■ What to work on ■
The data below is to be returned in full and exactly.

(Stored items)
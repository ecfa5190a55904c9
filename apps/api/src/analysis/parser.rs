//! Response Parser: turns the model's raw completion text into an `AnalysisResult`.
//!
//! The model is asked for a fixed schema but nothing it returns is trusted:
//! absent, `null`, or wrong-typed fields fall back to empty defaults, and
//! non-string array elements are dropped. Text that is not a JSON object
//! fails the whole analysis. There is no scraping of partial output.

use serde::{Deserialize, Deserializer};
use serde_json::Value;
use thiserror::Error;

use crate::analysis::models::AnalysisResult;

#[derive(Debug, Error)]
pub enum ParseError {
    #[error("model output is not valid JSON: {0}")]
    InvalidJson(#[from] serde_json::Error),

    #[error("model output is a JSON {0}, expected an object")]
    NotAnObject(&'static str),
}

/// The model's half of the result. Every field is optional on the wire.
#[derive(Debug, Default, Deserialize)]
#[serde(rename_all = "camelCase")]
struct ModelAnalysis {
    #[serde(default, deserialize_with = "de_string_or_empty")]
    steelman_counter: String,
    #[serde(default, deserialize_with = "de_string_list_or_empty")]
    weak_points: Vec<String>,
    #[serde(default, deserialize_with = "de_string_list_or_empty")]
    misconceptions: Vec<String>,
    #[serde(default, deserialize_with = "de_string_list_or_empty")]
    reinforcements: Vec<String>,
    #[serde(default, deserialize_with = "de_string_list_or_empty")]
    opposing_responses: Vec<String>,
}

/// Accepts a string; anything else (null, number, array, object) becomes `""`.
fn de_string_or_empty<'de, D>(deserializer: D) -> Result<String, D::Error>
where
    D: Deserializer<'de>,
{
    match Value::deserialize(deserializer)? {
        Value::String(s) => Ok(s),
        _ => Ok(String::new()),
    }
}

/// Accepts an array, keeping its string elements in order.
/// A non-array value becomes an empty list.
fn de_string_list_or_empty<'de, D>(deserializer: D) -> Result<Vec<String>, D::Error>
where
    D: Deserializer<'de>,
{
    match Value::deserialize(deserializer)? {
        Value::Array(items) => Ok(items
            .into_iter()
            .filter_map(|item| match item {
                Value::String(s) => Some(s),
                _ => None,
            })
            .collect()),
        _ => Ok(Vec::new()),
    }
}

fn json_kind(value: &Value) -> &'static str {
    match value {
        Value::Null => "null",
        Value::Bool(_) => "boolean",
        Value::Number(_) => "number",
        Value::String(_) => "string",
        Value::Array(_) => "array",
        Value::Object(_) => "object",
    }
}

/// Parses raw completion text into a full `AnalysisResult` for `original_argument`.
pub fn parse_analysis(original_argument: &str, raw: &str) -> Result<AnalysisResult, ParseError> {
    let value: Value = serde_json::from_str(raw)?;
    if !value.is_object() {
        return Err(ParseError::NotAnObject(json_kind(&value)));
    }

    let parsed: ModelAnalysis = serde_json::from_value(value)?;

    Ok(AnalysisResult {
        original_argument: original_argument.to_string(),
        steelman_counter: parsed.steelman_counter,
        weak_points: parsed.weak_points,
        misconceptions: parsed.misconceptions,
        reinforcements: parsed.reinforcements,
        opposing_responses: parsed.opposing_responses,
    })
}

■ Task answer ■
repository ecfa5190a55904c9
filename apps/api/src/analysis/parser.rs
//! Response Parser: turns the model's raw completion text into an `AnalysisResult`.
//!
//! The model is asked for a fixed schema but nothing it returns is trusted:
//! absent, `null`, or wrong-typed fields fall back to empty defaults, and
//! non-string array elements are dropped. Text that is not a JSON object
//! fails the whole analysis. There is no scraping of partial output.

use serde::{Deserialize, Deserializer};
use serde_json::Value;
use thiserror::Error;

use crate::analysis::models::AnalysisResult;

#[derive(Debug, Error)]
pub enum ParseError {
    #[error("model output is not valid JSON: {0}")]
    InvalidJson(#[from] serde_json::Error),

    #[error("model output is a JSON {0}, expected an object")]
    NotAnObject(&'static str),
}

/// The model's half of the result. Every field is optional on the wire.
#[derive(Debug, Default, Deserialize)]
#[serde(rename_all = "camelCase")]
struct ModelAnalysis {
    #[serde(default, deserialize_with = "de_string_or_empty")]
    steelman_counter: String,
    #[serde(default, deserialize_with = "de_string_list_or_empty")]
    weak_points: Vec<String>,
    #[serde(default, deserialize_with = "de_string_list_or_empty")]
    misconceptions: Vec<String>,
    #[serde(default, deserialize_with = "de_string_list_or_empty")]
    reinforcements: Vec<String>,
    #[serde(default, deserialize_with = "de_string_list_or_empty")]
    opposing_responses: Vec<String>,
}

/// Accepts a string; anything else (null, number, array, object) becomes `""`.
fn de_string_or_empty<'de, D>(deserializer: D) -> Result<String, D::Error>
where
    D: Deserializer<'de>,
{
    match Value::deserialize(deserializer)? {
        Value::String(s) => Ok(s),
        _ => Ok(String::new()),
    }
}

/// Accepts an array, keeping its string elements in order.
/// A non-array value becomes an empty list.
fn de_string_list_or_empty<'de, D>(deserializer: D) -> Result<Vec<String>, D::Error>
where
    D: Deserializer<'de>,
{
    match Value::deserialize(deserializer)? {
        Value::Array(items) => Ok(items
            .into_iter()
            .filter_map(|item| match item {
                Value::String(s) => Some(s),
                _ => None,
            })
            .collect()),
        _ => Ok(Vec::new()),
    }
}

fn json_kind(value: &Value) -> &'static str {
    match value {
        Value::Null => "null",
        Value::Bool(_) => "boolean",
        Value::Number(_) => "number",
        Value::String(_) => "string",
        Value::Array(_) => "array",
        Value::Object(_) => "object",
    }
}

/// Parses raw completion text into a full `AnalysisResult` for `original_argument`.
pub fn parse_analysis(original_argument: &str, raw: &str) -> Result<AnalysisResult, ParseError> {
    let value: Value = serde_json::from_str(raw)?;
    if !value.is_object() {
        return Err(ParseError::NotAnObject(json_kind(&value)));
    }

    let parsed: ModelAnalysis = serde_json::from_value(value)?;

    Ok(AnalysisResult {
        original_argument: original_argument.to_string(),
        steelman_counter: parsed.steelman_counter,
        weak_points: parsed.weak_points,
        misconceptions: parsed.misconceptions,
        reinforcements: parsed.reinforcements,
        opposing_responses: parsed.opposing_responses,
    })
}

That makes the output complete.